A more detailed explanation of the above will be given below.
STUDY 1
The first study was an extensive review of the literature on quantitative
studies. It was important that this type of research came first in the
current research design because the initial aim for the development of
the drowning prevention framework was to identify as many variables
related to drowning as possible. This could better be achieved by reviewing
a broad range of quantitative studies that had already examined the
drowning problem and located a number of related variables than by undertaking
a quantitative or qualitative study with a limited sample. The
terms ‘drown’, ‘aquatic emergency’, ‘risk factors’, ‘lifeguard’, ‘water safety’,
‘lifesaving’ and ‘rescue’ were used as key words in a search undertaken to
identify literature with variables that might be involved in a drowning
incident. The search used academic and professional aquatic safety textbooks
that are routinely available in libraries, electronic databases typically
available in academic libraries (e.g. Medline, Sport Discuss, Sport
Discuss with Full Text, PsychINFO and PubMed) and search engines
(e.g. Google and Yahoo) covering studies that assessed the epidemiology
and risk factors of drowning. The available literature was limited to those
available and published in Greek and English. Those qualitative data
that were generated (i.e. variables related to drowning) were clustered in
four pre-determined clusters namely ‘rescuer’, ‘casualty’, ‘place of drowning’

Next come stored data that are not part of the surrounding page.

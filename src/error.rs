//! Structured error types for engine operations.

use crate::types::Permission;
use serde::Serialize;
use thiserror::Error;

/// Error codes for programmatic error handling.
#[derive(Debug, Clone, Copy, Serialize, PartialEq, Eq)]
#[serde(rename_all = "SCREAMING_SNAKE_CASE")]
pub enum ErrorCode {
    // Validation errors
    MissingRequiredField,
    InvalidState,

    // Not found errors
    WorkbasketNotFound,
    AccessItemNotFound,

    // Authorization errors
    NotAuthorized,

    // Internal errors
    DatabaseError,
    MigrationError,
    ConfigError,
}

/// Errors surfaced by the engine and its managers.
///
/// Persistence failures are passed through unchanged; the engine performs no
/// retries or local recovery.
#[derive(Debug, Error)]
pub enum EngineError {
    #[error("Workbasket not found: {0}")]
    WorkbasketNotFound(String),

    #[error("Access item not found: {0}")]
    AccessItemNotFound(String),

    #[error("Principal {principal} lacks {permission} permission on workbasket {workbasket_id}")]
    NotAuthorized {
        principal: String,
        workbasket_id: String,
        permission: Permission,
    },

    #[error("Invalid connection state: {0}")]
    InvalidState(String),

    #[error("{0} is required")]
    MissingField(&'static str),

    #[error(transparent)]
    Persistence(#[from] rusqlite::Error),

    #[error("Migration failed: {0}")]
    Migration(#[from] refinery::Error),

    #[error("Configuration error: {0}")]
    Config(String),
}

impl EngineError {
    pub fn invalid_state(message: impl Into<String>) -> Self {
        Self::InvalidState(message.into())
    }

    pub fn not_authorized(principal: &str, workbasket_id: &str, permission: Permission) -> Self {
        Self::NotAuthorized {
            principal: principal.to_string(),
            workbasket_id: workbasket_id.to_string(),
            permission,
        }
    }

    pub fn code(&self) -> ErrorCode {
        match self {
            Self::WorkbasketNotFound(_) => ErrorCode::WorkbasketNotFound,
            Self::AccessItemNotFound(_) => ErrorCode::AccessItemNotFound,
            Self::NotAuthorized { .. } => ErrorCode::NotAuthorized,
            Self::InvalidState(_) => ErrorCode::InvalidState,
            Self::MissingField(_) => ErrorCode::MissingRequiredField,
            Self::Persistence(_) => ErrorCode::DatabaseError,
            Self::Migration(_) => ErrorCode::MigrationError,
            Self::Config(_) => ErrorCode::ConfigError,
        }
    }

    /// True for both workbasket and access item lookups that matched nothing.
    pub fn is_not_found(&self) -> bool {
        matches!(
            self,
            Self::WorkbasketNotFound(_) | Self::AccessItemNotFound(_)
        )
    }
}

/// Result type for engine operations.
pub type Result<T> = std::result::Result<T, EngineError>;

#[cfg(test)]
mod tests {
    use super::*;

    #[test]
    fn test_error_codes() {
        assert_eq!(
            EngineError::WorkbasketNotFound("wb".into()).code(),
            ErrorCode::WorkbasketNotFound
        );
        assert_eq!(
            EngineError::invalid_state("bound").code(),
            ErrorCode::InvalidState
        );
        assert_eq!(
            EngineError::not_authorized("arthur", "wb", Permission::Write).code(),
            ErrorCode::NotAuthorized
        );
        assert_eq!(
            EngineError::MissingField("principal").code(),
            ErrorCode::MissingRequiredField
        );
    }

    #[test]
    fn test_not_found_covers_both_entities() {
        assert!(EngineError::WorkbasketNotFound("a".into()).is_not_found());
        assert!(EngineError::AccessItemNotFound("b".into()).is_not_found());
        assert!(!EngineError::invalid_state("x").is_not_found());
    }

    #[test]
    fn test_error_code_serialization() {
        let json = serde_json::to_string(&ErrorCode::WorkbasketNotFound).unwrap();
        assert_eq!(json, "\"WORKBASKET_NOT_FOUND\"");
    }

    #[test]
    fn test_not_authorized_message() {
        let err = EngineError::not_authorized("Ford Prefect", "wb-1", Permission::Write);
        assert_eq!(
            err.to_string(),
            "Principal Ford Prefect lacks write permission on workbasket wb-1"
        );
    }
}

and ‘circumstances of drowning incident’. In an effort to identify
as many variables related to drowning as possible, this review study included
in the clusters not only variables that were well documented in
the literature but also variables that appeared to be related to drowning
in case studies. This ensured that possible contributing variables that
might have been neglected from the water safety related literature would
not be missed and would be given an equal chance of being included in
the theoretical framework of the study.
STUDY 2
Data Sources: The exact data sources and procedures have been reported
earlier (Avramidis, et al., 2007; 2009a; 2009b; 2009c; 2009d). A criterion-sampling
method obtained drowning-incident videos (N = 41) that
were freely available in the public domain. This method facilitated the
identification of variables and their relationships that otherwise might
not be available for fatal or non-fatal traumatic drownings. These visual
narratives ranged in length from 30 to 720 s (M = 345.0, SD = 2.8).
Apparatus and Procedures: The authors observed the videos on standard
equipment and software to perform appropriate qualitative analyses
(QSR, 2002). To deal with the various disadvantages and bias, the objective
and subjective audio and visual content of the video were observed
without unsupported assumptions and editorial comments. The audiovisual
content was transcribed twice within a period of three months.
This text was inserted into the computer software NVIVO (version
2002) for content analysis. A number of codes were identified within
the text. Finally, frequencies were measured.